La sentenza che ha condannato il dottor Claudio Foti per i fatti di Bibbiano è importante anche per tutti quei genitori che vengono allontanati dai figli dall’alienazione parentale attuata dall’altro genitore.
Infatti i genitori alienanti quando si va a processo sono supportati da avvocati e consulenti tecnici che si ispirano alle medesima ideologia a cui faceva riferimento il team difensivo del dottor Foti. Si tratta di una dottrina che sostiene che è impossibile manipolare psicologicamente un bambino per convincerlo ad accusare un genitore. E’ una posizione veramente curiosa in un processo (sarebbe come se un ladro per difendersi sostenesse che non esiste il furto) ma è quella che viene sistematicamente adottata nei processi di affido dei figli quando c’è l’alienazione parentale.
Ma da oggi c’è una sentenza che può fornire nuovi strumenti processuali. Claudio Foti infatti è stato condannato per lesioni dolose per avere indotto falsi ricordi in una bambina trattata con il suo metodo terapeutico.
(11.11.21) ll tribunale di Reggio Emilia ha condannato lo psicologo Claudio Foti a quattro anni di reclusione, e al pagamento delle spese processuali, per lesioni dolose gravissime su minore.
Da lui parte l’ideazione del metodo che avrebbe reso possibile agli psicologi coinvolti manipolare i ricordi dei bambini per estorcere loro la confessione di abusi che per gli inquirenti non sono mai avvenuti.
Un metodo di psicoterapia minorile basato sull’“emersione dei ricordi rimossi dell’abuso”, utilizzato dagli psichiatri che si sono formati nel centro studi Hansel e Gretel, fondato da Foti stesso, basato sul “provocare” i ricordi rimossi nei bambini in questione. Un metodo considerato scorretto da tutti i protocolli di ascolto dei minori.
Proprio questa prassi gli è valsa la condanna a cinque anni, per lesioni dolose gravissime su minore. Per i giudici, Foti avrebbe sottoposto una bambina a «serrate sedute di psicoterapia svolte con modalità suggestive, con la voluta formulazione di domande sul tema dell’abuso sessuale», allo scopo di «convincerla di essere stata abusata sessualmente dal padre», e «radicando» in lei un «netto rifiuto» nell’incontrarlo, «provocando una prolungata assenza della figura paterna durante l’intero periodo adolescenziale». Un delitto che è stato riconosciuto come aggravato, vista la giovane età della vittima e l’abuso di autorità esercitato dallo psicoterapeuta sulla stessa.
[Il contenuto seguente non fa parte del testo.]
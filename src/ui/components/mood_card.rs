//! Mood card: icon, label and confidence for the current reading

use crate::mood::MoodReading;
use crate::ui::mood_style::MoodStyle;
use crate::ui::theme::Theme;
use egui::{Rect, RichText, Sense, Vec2};

pub struct MoodCard<'a> {
    reading: &'a MoodReading,
    theme: &'a Theme,
}

impl<'a> MoodCard<'a> {
    pub fn new(reading: &'a MoodReading, theme: &'a Theme) -> Self {
        Self { reading, theme }
    }

    pub fn show(self, ui: &mut egui::Ui) {
        let style = MoodStyle::for_mood(&self.reading.mood);
        let label = self.reading.mood.label();

        ui.vertical_centered(|ui| {
            ui.label(RichText::new(style.icon).size(56.0));

            let response = ui.label(
                RichText::new(label)
                    .size(28.0)
                    .strong()
                    .color(style.color),
            );
            response.widget_info(|| {
                egui::WidgetInfo::labeled(egui::WidgetType::Label, true, format!("Mood: {}", label))
            });

            ui.label(
                RichText::new("Facial expression detected")
                    .size(12.0)
                    .color(self.theme.text_muted),
            );
        });

        ui.add_space(self.theme.spacing);
        self.show_confidence(ui);
    }

    fn show_confidence(&self, ui: &mut egui::Ui) {
        let confidence = self.reading.confidence.min(100);

        ui.horizontal(|ui| {
            ui.label(
                RichText::new("Confidence")
                    .size(12.0)
                    .color(self.theme.text_secondary),
            );
            ui.with_layout(egui::Layout::right_to_left(egui::Align::Center), |ui| {
                let response = ui.label(
                    RichText::new(format!("{}%", confidence))
                        .size(12.0)
                        .strong()
                        .color(self.theme.text_primary),
                );
                response.widget_info(|| {
                    egui::WidgetInfo::labeled(
                        egui::WidgetType::Label,
                        true,
                        format!("Confidence: {}%", confidence),
                    )
                });
            });
        });

        let size = Vec2::new(ui.available_width(), 8.0);
        let (rect, _) = ui.allocate_exact_size(size, Sense::hover());
        if ui.is_rect_visible(rect) {
            let painter = ui.painter();
            painter.rect_filled(rect, 4.0, self.theme.bar_track);

            let fill_width = rect.width() * f32::from(confidence) / 100.0;
            if fill_width > 0.0 {
                let fill = Rect::from_min_size(rect.min, Vec2::new(fill_width, rect.height()));
                painter.rect_filled(fill, 4.0, self.theme.bar_fill);
            }
        }
    }
}
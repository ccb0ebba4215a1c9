//! Moody Player - webcam mood detection
//!
//! Periodically classifies the facial expression in the live camera feed,
//! reduces it to a single mood with a confidence, and shows it next to a
//! list of recommended songs.

pub mod camera;
pub mod config;
pub mod error;
pub mod mood;
pub mod processor;
pub mod songs;
pub mod state;
pub mod ui;

// Re-export error types
pub use error::{MoodError, Result};

// Re-export configuration
pub use config::{AppConfig, CameraConfig, DetectionConfig, ModelConfig};

// Re-export the mood model
pub use mood::{resolve, Emotion, Expressions, Mood, MoodReading};

// Re-export state types
pub use state::{DetectionStatus, DetectorEvent, DetectorState, SharedDetectorState, StateUpdate};

// Re-export the pipeline entry points
pub use camera::{FrameFeed, FrameSource, StillImageSource, VideoFrame};
pub use processor::{ExpressionBackend, MoodDetector};
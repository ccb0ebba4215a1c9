//! Reusable UI components

pub mod camera_view;
pub mod mood_card;
pub mod song_list;
pub mod status_badge;

pub use camera_view::{CameraView, PreviewTexture};
pub use mood_card::MoodCard;
pub use song_list::SongList;
pub use status_badge::StatusBadge;
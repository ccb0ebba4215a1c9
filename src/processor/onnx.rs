//! ONNX expression backend
//!
//! Two models, both run with ort (ONNX Runtime):
//! - an UltraFace-style face detector: RGB input `[1, 3, 240, 320]`
//!   normalised as `(p - 127) / 128`, outputs `scores [1, N, 2]` and
//!   `boxes [1, N, 4]` (normalised corner coordinates)
//! - a FER+-style classifier: grayscale input `[1, 1, 64, 64]` with raw pixel
//!   values, output of 8 logits
//!
//! Only the highest scoring face is classified.

use super::backend::ExpressionBackend;
use crate::camera::VideoFrame;
use crate::config::ModelConfig;
use crate::error::{MoodError, Result};
use crate::mood::Expressions;
use image::imageops::{self, FilterType};
use image::{DynamicImage, RgbImage};
use ndarray::Array4;
use ort::session::Session;
use ort::value::Tensor;
use std::path::Path;
use tracing::{debug, info};

const DETECTOR_WIDTH: u32 = 320;
const DETECTOR_HEIGHT: u32 = 240;
const CLASSIFIER_SIZE: u32 = 64;

/// Classifier output order
const FERPLUS_LABELS: [&str; 8] = [
    "neutral",
    "happiness",
    "surprise",
    "sadness",
    "anger",
    "disgust",
    "fear",
    "contempt",
];

/// Reported labels, in reporting order, with their classifier index.
/// Contempt has no presentation and is dropped.
const REPORTED: [(&str, usize); 7] = [
    ("neutral", 0),
    ("happy", 1),
    ("sad", 3),
    ("angry", 4),
    ("fearful", 6),
    ("disgusted", 5),
    ("surprised", 2),
];

/// Face box in normalised coordinates
#[derive(Clone, Copy, Debug, PartialEq)]
pub struct FaceBox {
    pub x1: f32,
    pub y1: f32,
    pub x2: f32,
    pub y2: f32,
    pub score: f32,
}

impl FaceBox {
    /// Pixel rectangle `(x, y, width, height)` clamped to the image
    fn to_pixels(self, width: u32, height: u32) -> Option<(u32, u32, u32, u32)> {
        let x1 = (self.x1.clamp(0.0, 1.0) * width as f32) as u32;
        let y1 = (self.y1.clamp(0.0, 1.0) * height as f32) as u32;
        let x2 = (self.x2.clamp(0.0, 1.0) * width as f32) as u32;
        let y2 = (self.y2.clamp(0.0, 1.0) * height as f32) as u32;
        if x2 <= x1 || y2 <= y1 {
            return None;
        }
        Some((x1, y1, x2 - x1, y2 - y1))
    }
}

pub struct OnnxExpressionBackend {
    face_detector: Option<Session>,
    classifier: Option<Session>,
    config: ModelConfig,
}

// Safety: ort::Session is Send+Sync by design
unsafe impl Send for OnnxExpressionBackend {}

impl Default for OnnxExpressionBackend {
    fn default() -> Self {
        Self::new()
    }
}

impl OnnxExpressionBackend {
    pub fn new() -> Self {
        Self {
            face_detector: None,
            classifier: None,
            config: ModelConfig::default(),
        }
    }

    fn find_face(&mut self, image: &RgbImage) -> Result<Option<FaceBox>> {
        let input_name = self.config.face_detector_input.clone();
        let min_score = self.config.min_face_score;
        let session = self
            .face_detector
            .as_mut()
            .ok_or_else(|| MoodError::DetectionError("Face detector not loaded".into()))?;

        let resized = imageops::resize(image, DETECTOR_WIDTH, DETECTOR_HEIGHT, FilterType::Triangle);
        let mut input = Array4::<f32>::zeros((
            1,
            3,
            DETECTOR_HEIGHT as usize,
            DETECTOR_WIDTH as usize,
        ));
        for (x, y, pixel) in resized.enumerate_pixels() {
            for c in 0..3 {
                input[[0, c, y as usize, x as usize]] = (pixel[c] as f32 - 127.0) / 128.0;
            }
        }

        let tensor = Tensor::from_array(input)
            .map_err(|e| MoodError::DetectionError(format!("Face tensor error: {}", e)))?;
        let outputs = session
            .run(ort::inputs![input_name.as_str() => tensor])
            .map_err(|e| MoodError::DetectionError(format!("Face detector error: {}", e)))?;

        let mut output_iter = outputs.iter();
        let (_, scores_value) = output_iter
            .next()
            .ok_or_else(|| MoodError::DetectionError("Face detector produced no scores".into()))?;
        let (_, boxes_value) = output_iter
            .next()
            .ok_or_else(|| MoodError::DetectionError("Face detector produced no boxes".into()))?;

        let (_shape, scores) = scores_value
            .try_extract_tensor::<f32>()
            .map_err(|e| MoodError::DetectionError(format!("Score extraction error: {}", e)))?;
        let (_shape, boxes) = boxes_value
            .try_extract_tensor::<f32>()
            .map_err(|e| MoodError::DetectionError(format!("Box extraction error: {}", e)))?;

        Ok(best_face(scores, boxes, min_score))
    }

    fn classify(&mut self, image: &RgbImage, face: FaceBox) -> Result<Option<Expressions>> {
        let input_name = self.config.expression_input.clone();
        let session = self
            .classifier
            .as_mut()
            .ok_or_else(|| MoodError::DetectionError("Expression classifier not loaded".into()))?;

        let Some((x, y, w, h)) = face.to_pixels(image.width(), image.height()) else {
            return Ok(None);
        };
        let crop = imageops::crop_imm(image, x, y, w, h).to_image();
        let gray = DynamicImage::ImageRgb8(crop).to_luma8();
        let gray = imageops::resize(&gray, CLASSIFIER_SIZE, CLASSIFIER_SIZE, FilterType::Triangle);

        let mut input = Array4::<f32>::zeros((1, 1, CLASSIFIER_SIZE as usize, CLASSIFIER_SIZE as usize));
        for (x, y, pixel) in gray.enumerate_pixels() {
            input[[0, 0, y as usize, x as usize]] = pixel[0] as f32;
        }

        let tensor = Tensor::from_array(input)
            .map_err(|e| MoodError::DetectionError(format!("Expression tensor error: {}", e)))?;
        let outputs = session
            .run(ort::inputs![input_name.as_str() => tensor])
            .map_err(|e| MoodError::DetectionError(format!("Classifier error: {}", e)))?;

        let (_, logits_value) = outputs
            .iter()
            .next()
            .ok_or_else(|| MoodError::DetectionError("Classifier produced no output".into()))?;
        let (_shape, logits) = logits_value
            .try_extract_tensor::<f32>()
            .map_err(|e| MoodError::DetectionError(format!("Logit extraction error: {}", e)))?;

        Ok(Some(expressions_from_logits(logits)?))
    }
}

impl ExpressionBackend for OnnxExpressionBackend {
    fn name(&self) -> &str {
        "onnx"
    }

    fn load_models(&mut self, config: &ModelConfig) -> Result<()> {
        let face_detector = load_session(&config.face_detector_path())?;
        let classifier = load_session(&config.expression_classifier_path())?;

        self.face_detector = Some(face_detector);
        self.classifier = Some(classifier);
        self.config = config.clone();
        info!(
            "Loaded face detector {} and classifier {}",
            config.face_detector, config.expression_classifier
        );
        Ok(())
    }

    fn detect(&mut self, frame: &VideoFrame) -> Result<Option<Expressions>> {
        let image = frame.to_image()?;
        let Some(face) = self.find_face(&image)? else {
            return Ok(None);
        };
        debug!("Face at ({:.2}, {:.2}) score {:.2}", face.x1, face.y1, face.score);
        self.classify(&image, face)
    }
}

fn load_session(path: &Path) -> Result<Session> {
    if !path.exists() {
        return Err(MoodError::ModelLoadError(format!(
            "Model not found: {}",
            path.display()
        )));
    }

    Session::builder()
        .and_then(|b| b.with_intra_threads(1))
        .and_then(|b| b.commit_from_file(path))
        .map_err(|e| MoodError::ModelLoadError(format!("Failed to load {}: {}", path.display(), e)))
}

/// Highest scoring face at or above `min_score`
///
/// `scores` holds `[background, face]` pairs, `boxes` the matching
/// `[x1, y1, x2, y2]` quadruples.
pub fn best_face(scores: &[f32], boxes: &[f32], min_score: f32) -> Option<FaceBox> {
    let candidates = (scores.len() / 2).min(boxes.len() / 4);
    let mut best: Option<FaceBox> = None;

    for i in 0..candidates {
        let score = scores[i * 2 + 1];
        if score < min_score || best.is_some_and(|b| score <= b.score) {
            continue;
        }
        best = Some(FaceBox {
            x1: boxes[i * 4],
            y1: boxes[i * 4 + 1],
            x2: boxes[i * 4 + 2],
            y2: boxes[i * 4 + 3],
            score,
        });
    }
    best
}

fn softmax(logits: &[f32]) -> Vec<f32> {
    let max = logits.iter().copied().fold(f32::NEG_INFINITY, f32::max);
    let exps: Vec<f32> = logits.iter().map(|l| (l - max).exp()).collect();
    let sum: f32 = exps.iter().sum();
    exps.into_iter().map(|e| e / sum).collect()
}

/// Turn classifier logits into reported expression scores
pub fn expressions_from_logits(logits: &[f32]) -> Result<Expressions> {
    if logits.len() < FERPLUS_LABELS.len() {
        return Err(MoodError::DetectionError(format!(
            "Expected {} logits, got {}",
            FERPLUS_LABELS.len(),
            logits.len()
        )));
    }

    let probs = softmax(&logits[..FERPLUS_LABELS.len()]);
    Ok(REPORTED
        .iter()
        .map(|(label, index)| (*label, probs[*index]))
        .collect())
}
Quindi se la stessa logica giuridica viene applicata ai genitori che inducono con modalità suggestive i figli a fare accuse false contro l’altro genitore, si dovrà concludere che questa condotta costituisce un reato già esistente, quello di lesioni personali gravissime, con l’aggravante della giovane età della vittima.
E come si può definire questa condotta? Coincide in gran parte con i comportamenti che da oltre 25 anni vengono chiamati nella letteratura scientifica “alienazione parentale”. Solo che per difendersi gli “alienatori” hanno sempre sostenuto che l’alienazione parentale non è una malattia riconosciuta, che non esiste. Da oggi dovranno invece difendersi da una accusa penale, quella di aver provocato lesioni.
Che poi a dirla tutta, se una condotta provoca lesioni, significa che la vittima ha subito delle lesioni, e cioè che queste lesioni esistono.
Alla fine di tutto si dovrà tornare a tirare fuori la vecchia “sindrome di alienazione parentale”? Lasciamo la discussione accademica agli studiosi, ma ai fini pratici sostenere che l’alienazione parentale non esiste da oggi è molto più difficile. E i vari consulenti di parte che procedono all’ascolto del minore dovranno usare tutte le cautele del caso per evitare modalità suggestive, per non finire in carcere per lo stesso reato per cui è stato condannato Foti.